[Collected data entries]

//! Voice transport boundary
//!
//! The daemon never touches audio itself: an external voice gateway
//! owns the guild's voice connection, converts a source locator into
//! an audio stream, and reports lifecycle signals back. This module
//! defines the boundary traits plus the HTTP adapter for a gateway
//! sidecar (REST control + SSE signal feed).
//!
//! One connection + one player per guild, created together and
//! destroyed together; handles are never shared across guilds.

use crate::error::{Error, Result};
use async_trait::async_trait;
use futures::StreamExt;
use jockey_common::GuildId;
use serde::Deserialize;
use tokio::sync::mpsc;
use tokio::task::JoinHandle;
use tracing::{debug, warn};

/// Lifecycle signal emitted by the transport for one guild's stream.
#[derive(Debug, Clone, PartialEq, Eq)]
pub enum TransportSignal {
    /// The active stream played to completion or was stopped
    Finished,
    /// The active stream failed mid-play
    Error(String),
    /// The voice connection itself is gone (fatal for the session)
    ConnectionLost,
}

/// Factory boundary: establish a streaming audio channel to a guild's
/// requested endpoint.
///
/// Signals for the connection are pushed into `signals`; the sender is
/// dropped when the connection dies, closing the receiving side.
#[async_trait]
pub trait VoiceTransport: Send + Sync {
    async fn connect(
        &self,
        guild: GuildId,
        endpoint: &str,
        signals: mpsc::UnboundedSender<TransportSignal>,
    ) -> Result<Box<dyn VoiceStream>>;
}

/// A live per-guild voice stream handle.
///
/// `stop` ends the active stream (the transport then emits
/// [`TransportSignal::Finished`]); `disconnect` tears the whole
/// connection down.
#[async_trait]
pub trait VoiceStream: Send {
    /// Begin streaming a source locator with an initial gain (0.0-1.0).
    async fn start(&mut self, source: &str, gain: f32) -> Result<()>;

    async fn pause(&mut self) -> Result<()>;

    async fn resume(&mut self) -> Result<()>;

    /// Stop the active stream without leaving the voice channel.
    async fn stop(&mut self) -> Result<()>;

    /// Leave the voice channel and release the player.
    async fn disconnect(&mut self);
}

// ============================================================================
// HTTP gateway adapter
// ============================================================================

/// Signal frame on the gateway's SSE feed.
#[derive(Debug, Deserialize)]
struct SignalFrame {
    signal: String,
    #[serde(default)]
    message: Option<String>,
}

/// Voice gateway sidecar client.
///
/// Control is REST (`POST /sessions`, `POST /sessions/:guild/...`,
/// `DELETE /sessions/:guild`); lifecycle signals arrive on
/// `GET /sessions/:guild/signals` as SSE `data:` frames.
pub struct HttpVoiceGateway {
    client: reqwest::Client,
    base_url: String,
}

impl HttpVoiceGateway {
    pub fn new(client: reqwest::Client, base_url: impl Into<String>) -> Self {
        let mut base_url = base_url.into();
        while base_url.ends_with('/') {
            base_url.pop();
        }
        Self { client, base_url }
    }

    fn session_url(&self, guild: GuildId) -> String {
        format!("{}/sessions/{}", self.base_url, guild)
    }
}

#[async_trait]
impl VoiceTransport for HttpVoiceGateway {
    async fn connect(
        &self,
        guild: GuildId,
        endpoint: &str,
        signals: mpsc::UnboundedSender<TransportSignal>,
    ) -> Result<Box<dyn VoiceStream>> {
        self.client
            .post(format!("{}/sessions", self.base_url))
            .json(&serde_json::json!({
                "guild_id": guild,
                "endpoint": endpoint,
            }))
            .send()
            .await
            .map_err(|e| Error::TransportFailure(format!("connect: {e}")))?
            .error_for_status()
            .map_err(|e| Error::TransportFailure(format!("connect: {e}")))?;

        // Subscribe to the signal feed before any stream starts so no
        // finish signal can be missed.
        let feed = self
            .client
            .get(format!("{}/signals", self.session_url(guild)))
            .send()
            .await
            .map_err(|e| Error::TransportFailure(format!("signal feed: {e}")))?
            .error_for_status()
            .map_err(|e| Error::TransportFailure(format!("signal feed: {e}")))?;

        let pump = tokio::spawn(pump_signals(guild, feed, signals));

        Ok(Box::new(GatewayStream {
            client: self.client.clone(),
            session_url: self.session_url(guild),
            guild,
            pump: Some(pump),
        }))
    }
}

/// Forward SSE signal frames from the gateway into the engine channel.
///
/// The feed ending without an abort means the gateway dropped the
/// connection, which is reported as ConnectionLost.
async fn pump_signals(
    guild: GuildId,
    response: reqwest::Response,
    signals: mpsc::UnboundedSender<TransportSignal>,
) {
    let mut stream = response.bytes_stream();
    let mut buffer = String::new();

    while let Some(chunk) = stream.next().await {
        let chunk = match chunk {
            Ok(c) => c,
            Err(e) => {
                warn!("Signal feed error for guild {}: {}", guild, e);
                break;
            }
        };
        buffer.push_str(&String::from_utf8_lossy(&chunk));

        while let Some(newline) = buffer.find('\n') {
            let line: String = buffer.drain(..=newline).collect();
            let line = line.trim();
            let Some(payload) = line.strip_prefix("data:") else {
                continue;
            };

            let frame: SignalFrame = match serde_json::from_str(payload.trim()) {
                Ok(f) => f,
                Err(e) => {
                    warn!("Unparseable signal frame for guild {}: {}", guild, e);
                    continue;
                }
            };

            let signal = match frame.signal.as_str() {
                "finished" => TransportSignal::Finished,
                "error" => TransportSignal::Error(
                    frame.message.unwrap_or_else(|| "stream error".to_string()),
                ),
                "connection_lost" => TransportSignal::ConnectionLost,
                other => {
                    debug!("Ignoring unknown signal '{}' for guild {}", other, guild);
                    continue;
                }
            };

            let lost = signal == TransportSignal::ConnectionLost;
            if signals.send(signal).is_err() || lost {
                return;
            }
        }
    }

    // Feed closed from the gateway side
    let _ = signals.send(TransportSignal::ConnectionLost);
}

struct GatewayStream {
    client: reqwest::Client,
    session_url: String,
    guild: GuildId,
    pump: Option<JoinHandle<()>>,
}

impl GatewayStream {
    async fn post(&self, path: &str, body: serde_json::Value) -> Result<()> {
        self.client
            .post(format!("{}/{}", self.session_url, path))
            .json(&body)
            .send()
            .await
            .map_err(|e| Error::TransportFailure(format!("{path}: {e}")))?
            .error_for_status()
            .map_err(|e| Error::TransportFailure(format!("{path}: {e}")))?;
        Ok(())
    }
}

#[async_trait]
impl VoiceStream for GatewayStream {
    async fn start(&mut self, source: &str, gain: f32) -> Result<()> {
        self.post(
            "play",
            serde_json::json!({ "source": source, "gain": gain }),
        )
        .await
    }

    async fn pause(&mut self) -> Result<()> {
        self.post("pause", serde_json::json!({})).await
    }

    async fn resume(&mut self) -> Result<()> {
        self.post("resume", serde_json::json!({})).await
    }

    async fn stop(&mut self) -> Result<()> {
        self.post("stop", serde_json::json!({})).await
    }

    async fn disconnect(&mut self) {
        if let Some(pump) = self.pump.take() {
            pump.abort();
        }
        if let Err(e) = self.client.delete(&self.session_url).send().await {
            warn!("Failed to close gateway session for guild {}: {}", self.guild, e);
        }
    }
}

impl Drop for GatewayStream {
    fn drop(&mut self) {
        if let Some(pump) = self.pump.take() {
            pump.abort();
        }
    }
}

#[cfg(test)]
mod tests {
    use super::*;

    #[test]
    fn test_signal_frame_parsing() {
        let frame: SignalFrame =
            serde_json::from_str(r#"{"signal":"finished"}"#).unwrap();
        assert_eq!(frame.signal, "finished");
        assert!(frame.message.is_none());

        let frame: SignalFrame =
            serde_json::from_str(r#"{"signal":"error","message":"decode failed"}"#)
                .unwrap();
        assert_eq!(frame.signal, "error");
        assert_eq!(frame.message.as_deref(), Some("decode failed"));
    }
}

[Required action]
Each line of the data is to be transcribed exactly, with nothing left out.

[Written solution]
//! Voice transport boundary
//!
//! The daemon never touches audio itself: an external voice gateway
//! owns the guild's voice connection, converts a source locator into
//! an audio stream, and reports lifecycle signals back. This module
//! defines the boundary traits plus the HTTP adapter for a gateway
//! sidecar (REST control + SSE signal feed).
//!
//! One connection + one player per guild, created together and
//! destroyed together; handles are never shared across guilds.

use crate::error::{Error, Result};
use async_trait::async_trait;
use futures::StreamExt;
use jockey_common::GuildId;
use serde::Deserialize;
use tokio::sync::mpsc;
use tokio::task::JoinHandle;
use tracing::{debug, warn};

/// Lifecycle signal emitted by the transport for one guild's stream.
#[derive(Debug, Clone, PartialEq, Eq)]
pub enum TransportSignal {
    /// The active stream played to completion or was stopped
    Finished,
    /// The active stream failed mid-play
    Error(String),
    /// The voice connection itself is gone (fatal for the session)
    ConnectionLost,
}

/// Factory boundary: establish a streaming audio channel to a guild's
/// requested endpoint.
///
/// Signals for the connection are pushed into `signals`; the sender is
/// dropped when the connection dies, closing the receiving side.
#[async_trait]
pub trait VoiceTransport: Send + Sync {
    async fn connect(
        &self,
        guild: GuildId,
        endpoint: &str,
        signals: mpsc::UnboundedSender<TransportSignal>,
    ) -> Result<Box<dyn VoiceStream>>;
}

/// A live per-guild voice stream handle.
///
/// `stop` ends the active stream (the transport then emits
/// [`TransportSignal::Finished`]); `disconnect` tears the whole
/// connection down.
#[async_trait]
pub trait VoiceStream: Send {
    /// Begin streaming a source locator with an initial gain (0.0-1.0).
    async fn start(&mut self, source: &str, gain: f32) -> Result<()>;

    async fn pause(&mut self) -> Result<()>;

    async fn resume(&mut self) -> Result<()>;

    /// Stop the active stream without leaving the voice channel.
    async fn stop(&mut self) -> Result<()>;

    /// Leave the voice channel and release the player.
    async fn disconnect(&mut self);
}

// ============================================================================
// HTTP gateway adapter
// ============================================================================

/// Signal frame on the gateway's SSE feed.
#[derive(Debug, Deserialize)]
struct SignalFrame {
    signal: String,
    #[serde(default)]
    message: Option<String>,
}

/// Voice gateway sidecar client.
///
/// Control is REST (`POST /sessions`, `POST /sessions/:guild/...`,
/// `DELETE /sessions/:guild`); lifecycle signals arrive on
/// `GET /sessions/:guild/signals` as SSE `data:` frames.
pub struct HttpVoiceGateway {
    client: reqwest::Client,
    base_url: String,
}

impl HttpVoiceGateway {
    pub fn new(client: reqwest::Client, base_url: impl Into<String>) -> Self {
        let mut base_url = base_url.into();
        while base_url.ends_with('/') {
            base_url.pop();
        }
        Self { client, base_url }
    }

    fn session_url(&self, guild: GuildId) -> String {
        format!("{}/sessions/{}", self.base_url, guild)
    }
}

#[async_trait]
impl VoiceTransport for HttpVoiceGateway {
    async fn connect(
        &self,
        guild: GuildId,
        endpoint: &str,
        signals: mpsc::UnboundedSender<TransportSignal>,
    ) -> Result<Box<dyn VoiceStream>> {
        self.client
            .post(format!("{}/sessions", self.base_url))
            .json(&serde_json::json!({
                "guild_id": guild,
                "endpoint": endpoint,
            }))
            .send()
            .await
            .map_err(|e| Error::TransportFailure(format!("connect: {e}")))?
            .error_for_status()
            .map_err(|e| Error::TransportFailure(format!("connect: {e}")))?;

        // Subscribe to the signal feed before any stream starts so no
        // finish signal can be missed.
        let feed = self
            .client
            .get(format!("{}/signals", self.session_url(guild)))
            .send()
            .await
            .map_err(|e| Error::TransportFailure(format!("signal feed: {e}")))?
            .error_for_status()
            .map_err(|e| Error::TransportFailure(format!("signal feed: {e}")))?;

        let pump = tokio::spawn(pump_signals(guild, feed, signals));

        Ok(Box::new(GatewayStream {
            client: self.client.clone(),
            session_url: self.session_url(guild),
            guild,
            pump: Some(pump),
        }))
    }
}

/// Forward SSE signal frames from the gateway into the engine channel.
///
/// The feed ending without an abort means the gateway dropped the
/// connection, which is reported as ConnectionLost.
async fn pump_signals(
    guild: GuildId,
    response: reqwest::Response,
    signals: mpsc::UnboundedSender<TransportSignal>,
) {
    let mut stream = response.bytes_stream();
    let mut buffer = String::new();

    while let Some(chunk) = stream.next().await {
        let chunk = match chunk {
            Ok(c) => c,
            Err(e) => {
                warn!("Signal feed error for guild {}: {}", guild, e);
                break;
            }
        };
        buffer.push_str(&String::from_utf8_lossy(&chunk));

        while let Some(newline) = buffer.find('\n') {
            let line: String = buffer.drain(..=newline).collect();
            let line = line.trim();
            let Some(payload) = line.strip_prefix("data:") else {
                continue;
            };

            let frame: SignalFrame = match serde_json::from_str(payload.trim()) {
                Ok(f) => f,
                Err(e) => {
                    warn!("Unparseable signal frame for guild {}: {}", guild, e);
                    continue;
                }
            };

            let signal = match frame.signal.as_str() {
                "finished" => TransportSignal::Finished,
                "error" => TransportSignal::Error(
                    frame.message.unwrap_or_else(|| "stream error".to_string()),
                ),
                "connection_lost" => TransportSignal::ConnectionLost,
                other => {
                    debug!("Ignoring unknown signal '{}' for guild {}", other, guild);
                    continue;
                }
            };

            let lost = signal == TransportSignal::ConnectionLost;
            if signals.send(signal).is_err() || lost {
                return;
            }
        }
    }

    // Feed closed from the gateway side
    let _ = signals.send(TransportSignal::ConnectionLost);
}

struct GatewayStream {
    client: reqwest::Client,
    session_url: String,
    guild: GuildId,
    pump: Option<JoinHandle<()>>,
}

impl GatewayStream {
    async fn post(&self, path: &str, body: serde_json::Value) -> Result<()> {
        self.client
            .post(format!("{}/{}", self.session_url, path))
            .json(&body)
            .send()
            .await
            .map_err(|e| Error::TransportFailure(format!("{path}: {e}")))?
            .error_for_status()
            .map_err(|e| Error::TransportFailure(format!("{path}: {e}")))?;
        Ok(())
    }
}

#[async_trait]
impl VoiceStream for GatewayStream {
    async fn start(&mut self, source: &str, gain: f32) -> Result<()> {
        self.post(
            "play",
            serde_json::json!({ "source": source, "gain": gain }),
        )
        .await
    }

    async fn pause(&mut self) -> Result<()> {
        self.post("pause", serde_json::json!({})).await
    }

    async fn resume(&mut self) -> Result<()> {
        self.post("resume", serde_json::json!({})).await
    }

    async fn stop(&mut self) -> Result<()> {
        self.post("stop", serde_json::json!({})).await
    }

    async fn disconnect(&mut self) {
        if let Some(pump) = self.pump.take() {
            pump.abort();
        }
        if let Err(e) = self.client.delete(&self.session_url).send().await {
            warn!("Failed to close gateway session for guild {}: {}", self.guild, e);
        }
    }
}

impl Drop for GatewayStream {
    fn drop(&mut self) {
        if let Some(pump) = self.pump.take() {
            pump.abort();
        }
    }
}

#[cfg(test)]
mod tests {
    use super::*;

    #[test]
    fn test_signal_frame_parsing() {
        let frame: SignalFrame =
            serde_json::from_str(r#"{"signal":"finished"}"#).unwrap();
        assert_eq!(frame.signal, "finished");
        assert!(frame.message.is_none());

        let frame: SignalFrame =
            serde_json::from_str(r#"{"signal":"error","message":"decode failed"}"#)
                .unwrap();
        assert_eq!(frame.signal, "error");
        assert_eq!(frame.message.as_deref(), Some("decode failed"));
    }
}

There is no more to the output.